Lockdown in China, Oil continues to fall
2022.11.17 10:39
Lockdown in China, oil continues to fall
Budrigannews.com – Oil prices fell again as geopolitical tensions in Eastern Europe eased and a surge in COVID-19 cases in China risked affecting economic activity in the world’s biggest oil importer.
At 10:00ET (15:00GMT), futures were trading up 2.3 percent at 83.61 barrels, while contracts were trading up 1.4 percent at 991.55 barrels.
China reported 20,000 new daily cases this week, the biggest increase in nearly 7 months, and health officials have been reluctant to revise their tough zero COVID policy, slowing the country’s economic recovery.
Jpmorgan, the world’s second-largest economy, cut its outlook for China’s economic growth by 10 percent, an unexpected contraction of exports and imports in 2020, a simultaneous recession from June 5 to 5, and earlier this week, influential investment bank Jpmorgan cut its outlook for China’s economic growth, citing China’s continued COVID-19 restrictions.
The market had risen in price on Wednesday morning, raising concerns that the war between Ukraine and Russia could escalate after missiles hit the territory of NATO member Poland near the border with Ukraine.
But tensions eased after NATO officials stated that the missile was not a deliberate move by Russia, as it was fired accidentally, perhaps by Ukrainian air defenses.
Separately, data released on Wednesday showed crude inventories from the United States, the world’s biggest oil consumer, fell by 5.4 million barrels last week.
“The decrease in inventory was even more significant considering the launch of the SPR. “Total U.S. crude inventories this week fell by 9.5 million barrels,” analysts at ING said. “The larger-than-expected decline was partly driven by weakness in crude oil imports, which were down 895 mbbls/d for the week,” he said.”
However, gasoline and distillate fuel stocks have increased more than expected, which leaves an unclear picture.

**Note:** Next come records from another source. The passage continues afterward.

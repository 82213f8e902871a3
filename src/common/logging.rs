//! Logging and tracing configuration
//!
//! The serve loop owns stdout for the control transport, so all log
//! output goes to stderr, with an optional file layer under the data dir.

use std::path::{Path, PathBuf};
use tracing_subscriber::{
    fmt, layer::SubscriberExt, util::SubscriberInitExt, EnvFilter,
};

/// Initialize tracing for serve mode (stderr + data-dir file)
///
/// Log level is controlled by `RUST_LOG`; the `debug` config flag lowers
/// the default from info to debug for this crate.
pub fn init(data_dir: &Path, verbose: bool) -> Option<PathBuf> {
    let default_filter = if verbose {
        "xdebug_bridge=debug,info"
    } else {
        "xdebug_bridge=info,warn"
    };
    let filter =
        EnvFilter::try_from_default_env().unwrap_or_else(|_| EnvFilter::new(default_filter));

    let stderr_layer = fmt::layer()
        .with_writer(std::io::stderr)
        .with_target(true)
        .with_file(false)
        .with_line_number(false)
        .compact();

    // File logging is best-effort; the bridge still works without it
    if std::fs::create_dir_all(data_dir).is_ok() {
        let log_file = data_dir.join("bridge.log");
        if let Ok(file) = std::fs::OpenOptions::new()
            .create(true)
            .append(true)
            .open(&log_file)
        {
            let file_layer = fmt::layer()
                .with_writer(file)
                .with_ansi(false)
                .with_target(true)
                .with_file(true)
                .with_line_number(true);

            tracing_subscriber::registry()
                .with(filter)
                .with(stderr_layer)
                .with(file_layer)
                .init();

            return Some(log_file);
        }
    }

    tracing_subscriber::registry()
        .with(filter)
        .with(stderr_layer)
        .init();

    None
}
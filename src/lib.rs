//! DBGp debugger bridge for LLM coding agents
//!
//! Exposes a small set of high-level debugging tools over a line-oriented
//! control transport and drives an XDebug-enabled interpreter over the
//! DBGp wire protocol, recording every step and inspected variable for
//! post-hoc history queries.

pub mod common;
pub mod dbgp;
pub mod inspect;
pub mod ledger;
pub mod pathmap;
pub mod server;
pub mod session;

// Re-export commonly used types for tests
pub use common::{Config, Error, Result, ToolError};
pub use session::{SessionRuntime, SessionStatus};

Even so, the supply situation remains very tight, and Russia’s long-awaited sanctions and oil price cap are expected to come into force in just a few weeks. 5.
The sanctions applied to G7 countries and companies largely prohibit the import of Russian crude oil and oil products, but the price cap is designed to lower prices and does not allow the import of Russian crude oil and oil products.

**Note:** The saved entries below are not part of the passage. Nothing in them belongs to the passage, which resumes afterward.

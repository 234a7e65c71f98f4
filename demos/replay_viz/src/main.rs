use std::path::PathBuf;
use std::sync::Arc;

use argh::FromArgs;

use arpoints::session::announce::announcement;
use arpoints::session::cache::DistanceCache;
use arpoints::session::replay::read_frame_log_file;
use arpoints::session::tracker::NearestPointTracker;

#[derive(FromArgs)]
/// Replay a recorded frame log and log it to Rerun
struct Args {
    /// path to the frame log file
    #[argh(option)]
    log_path: PathBuf,
}

fn main() -> Result<(), Box<dyn std::error::Error>> {
    env_logger::init();
    let args: Args = argh::from_env();

    let frames = read_frame_log_file(&args.log_path)?;
    println!("Read #{} frames", frames.len());

    // create a Rerun recording stream
    let rec = rerun::RecordingStreamBuilder::new("ARPoints Replay").spawn()?;

    let cache = Arc::new(DistanceCache::new());
    let mut tracker = NearestPointTracker::new(cache.clone());

    let mut markers: Vec<rerun::Position3D> = Vec::new();

    for (i, frame) in frames.iter().enumerate() {
        let summary = tracker.process_frame(frame);

        rec.set_time_sequence("frame", i as i64);

        markers.clear();
        markers.extend(
            frame
                .cloud
                .points()
                .iter()
                .filter(|p| p.iter().all(|c| c.is_finite()))
                .map(|p| rerun::Position3D::new(p[0], p[1], p[2])),
        );
        rec.log(
            "world/points",
            &rerun::Points3D::new(markers.iter().copied())
                .with_colors([rerun::Color::from_rgb(0, 255, 255)])
                .with_radii([0.005]),
        )?;

        let camera = frame.camera.position();
        rec.log(
            "world/camera",
            &rerun::Points3D::new([rerun::Position3D::new(camera[0], camera[1], camera[2])])
                .with_colors([rerun::Color::from_rgb(255, 215, 0)])
                .with_radii([0.05]),
        )?;

        if let Some(result) = summary.result {
            rec.log(
                "nearest/distance",
                &rerun::Scalars::single(result.distance as f64),
            )?;
        }

        let status_text = frame.status.to_string();
        if !status_text.is_empty() {
            log::info!("frame {i}: {status_text}");
        }
    }

    println!("{}", announcement(cache.latest()));

    Ok(())
}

In addition, U.S. shale oil production is struggling to recover.
John Hess, chief executive officer of Hess Corp (NYSE:), said that U.S. oil production will reach about 13 million barrels per day in the coming years and will remain on a plateau as shale oil production slows due to pressure from investors to focus on growth, inflation and returns from depleted inventories.
The Organization of the Petroleum Exporting Countries is “back in the driver’s seat” as a major oil producer, he added.